What this task involves: Find the word "format" in the records and copy every line where it occurs.

Available data:
- - - -
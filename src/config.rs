//! Analysis configuration.
//!
//! [`LfpConfig`] holds every tunable parameter of the session pipeline.  All
//! fields have defaults matching the two-tone mouse LFP recordings (10 kHz,
//! 200 trials per session, tone onset at 100 ms).
use serde::{Deserialize, Serialize};

use crate::error::{LfpError, Result};

/// Configuration for the per-session LFP pipeline.
///
/// All fields are `pub` so you can construct one with struct-update syntax:
///
/// ```
/// use lfp::LfpConfig;
///
/// let cfg = LfpConfig {
///     cutoff_hz: 500.0,   // stronger low-pass
///     outlier_k: 3.0,     // stricter rejection
///     ..LfpConfig::default()
/// };
/// assert!(cfg.validate().is_ok());
/// ```
///
/// The struct also deserializes from JSON; missing keys fall back to the
/// defaults.
#[derive(Debug, Clone, PartialEq, Serialize, Deserialize)]
#[serde(default)]
pub struct LfpConfig {
    /// Sampling rate in Hz.
    ///
    /// Sets the Nyquist frequency used by the filter design and the time and
    /// frequency axes of every spectral product.
    ///
    /// Default: `10000.0` Hz.
    pub fs: f64,

    /// Low-pass cutoff in Hz (the −3 dB point of the Butterworth response).
    ///
    /// Default: `1000.0` Hz.
    pub cutoff_hz: f64,

    /// Butterworth filter order.
    ///
    /// Applied forward and backward, so the effective magnitude response is
    /// the square of a filter of this order.
    ///
    /// Default: `10`.
    pub filter_order: usize,

    /// Spacing of the PSD comparison grid built by
    /// [`crate::spectral::interpolate_bins`].
    ///
    /// Default: `5.0` Hz.
    pub bin_width_hz: f64,

    /// Frequency ceiling for display and comparison of PSD / spectrogram
    /// outputs.
    ///
    /// Default: `200.0` Hz.
    pub max_freq_hz: f64,

    /// Expected number of sessions in a recording. Only a validation hint.
    ///
    /// Default: `4`.
    pub num_sessions: usize,

    /// Expected number of trials per session. Only a validation hint.
    ///
    /// Default: `200`.
    pub num_trials: usize,

    /// Sample index of stimulus onset; `[0, stim_onset_sample)` is the
    /// baseline window used for outlier rejection.
    ///
    /// Default: `1000` (100 ms at 10 kHz).
    pub stim_onset_sample: usize,

    /// Sample index of stimulus offset.
    ///
    /// Default: `1500` (150 ms at 10 kHz).
    pub stim_offset_sample: usize,

    /// MAD multiplier of the rejection threshold `median + k · MAD`.
    ///
    /// Default: `5.0`.
    pub outlier_k: f64,

    /// Welch segment length in samples.
    ///
    /// Default: `256`.
    pub psd_segment_len: usize,

    /// Spectrogram Hann window length in samples.
    ///
    /// Default: `256`.
    pub spectrogram_window_len: usize,

    /// Spectrogram overlap in samples.  `window_len - 1` gives a one-sample
    /// hop.
    ///
    /// Default: `255`.
    pub spectrogram_overlap: usize,
}

impl Default for LfpConfig {
    fn default() -> Self {
        Self {
            fs: 10_000.0,
            cutoff_hz: 1_000.0,
            filter_order: 10,
            bin_width_hz: 5.0,
            max_freq_hz: 200.0,
            num_sessions: 4,
            num_trials: 200,
            stim_onset_sample: 1_000,
            stim_offset_sample: 1_500,
            outlier_k: 5.0,
            psd_segment_len: 256,
            spectrogram_window_len: 256,
            spectrogram_overlap: 255,
        }
    }
}

impl LfpConfig {
    /// Nyquist frequency, `fs / 2`.
    pub fn nyquist(&self) -> f64 {
        self.fs / 2.0
    }

    /// Cutoff as a fraction of Nyquist, the `Wn` of the filter design.
    ///
    /// ```
    /// use lfp::LfpConfig;
    /// assert_eq!(LfpConfig::default().normalized_cutoff(), 0.2);
    /// ```
    pub fn normalized_cutoff(&self) -> f64 {
        self.cutoff_hz / self.nyquist()
    }

    /// Stimulus onset in milliseconds.
    pub fn stim_onset_ms(&self) -> f64 {
        self.stim_onset_sample as f64 / self.fs * 1000.0
    }

    /// Stimulus offset in milliseconds.
    pub fn stim_offset_ms(&self) -> f64 {
        self.stim_offset_sample as f64 / self.fs * 1000.0
    }

    /// Check parameter ranges that would otherwise surface deep inside a
    /// session.  Filter stability is checked separately by the design step.
    pub fn validate(&self) -> Result<()> {
        let invalid = |msg: String| -> Result<()> { Err(LfpError::InvalidParameter(msg)) };

        if !(self.fs.is_finite() && self.fs > 0.0) {
            return invalid(format!("fs must be positive, got {}", self.fs));
        }
        if self.stim_onset_sample == 0 {
            return invalid("stim_onset_sample must be > 0 (empty baseline)".into());
        }
        if self.stim_offset_sample < self.stim_onset_sample {
            return invalid(format!(
                "stim_offset_sample {} precedes stim_onset_sample {}",
                self.stim_offset_sample, self.stim_onset_sample
            ));
        }
        if !(self.outlier_k.is_finite() && self.outlier_k >= 0.0) {
            return invalid(format!("outlier_k must be >= 0, got {}", self.outlier_k));
        }
        if !(self.bin_width_hz.is_finite() && self.bin_width_hz > 0.0) {
            return invalid(format!("bin_width_hz must be > 0, got {}", self.bin_width_hz));
        }
        if !(self.max_freq_hz.is_finite() && self.max_freq_hz > 0.0) {
            return invalid(format!("max_freq_hz must be > 0, got {}", self.max_freq_hz));
        }
        if self.psd_segment_len == 0 {
            return invalid("psd_segment_len must be > 0".into());
        }
        if self.spectrogram_window_len == 0
            || self.spectrogram_overlap >= self.spectrogram_window_len
        {
            return invalid(format!(
                "spectrogram overlap {} must be smaller than window {}",
                self.spectrogram_overlap, self.spectrogram_window_len
            ));
        }
        Ok(())
    }
}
- - - -
Solution to the exercise:
            return invalid(format!("fs must be positive, got {}", self.fs));
            return invalid(format!(
            return invalid(format!("outlier_k must be >= 0, got {}", self.outlier_k));
            return invalid(format!("bin_width_hz must be > 0, got {}", self.bin_width_hz));
            return invalid(format!("max_freq_hz must be > 0, got {}", self.max_freq_hz));
            return invalid(format!(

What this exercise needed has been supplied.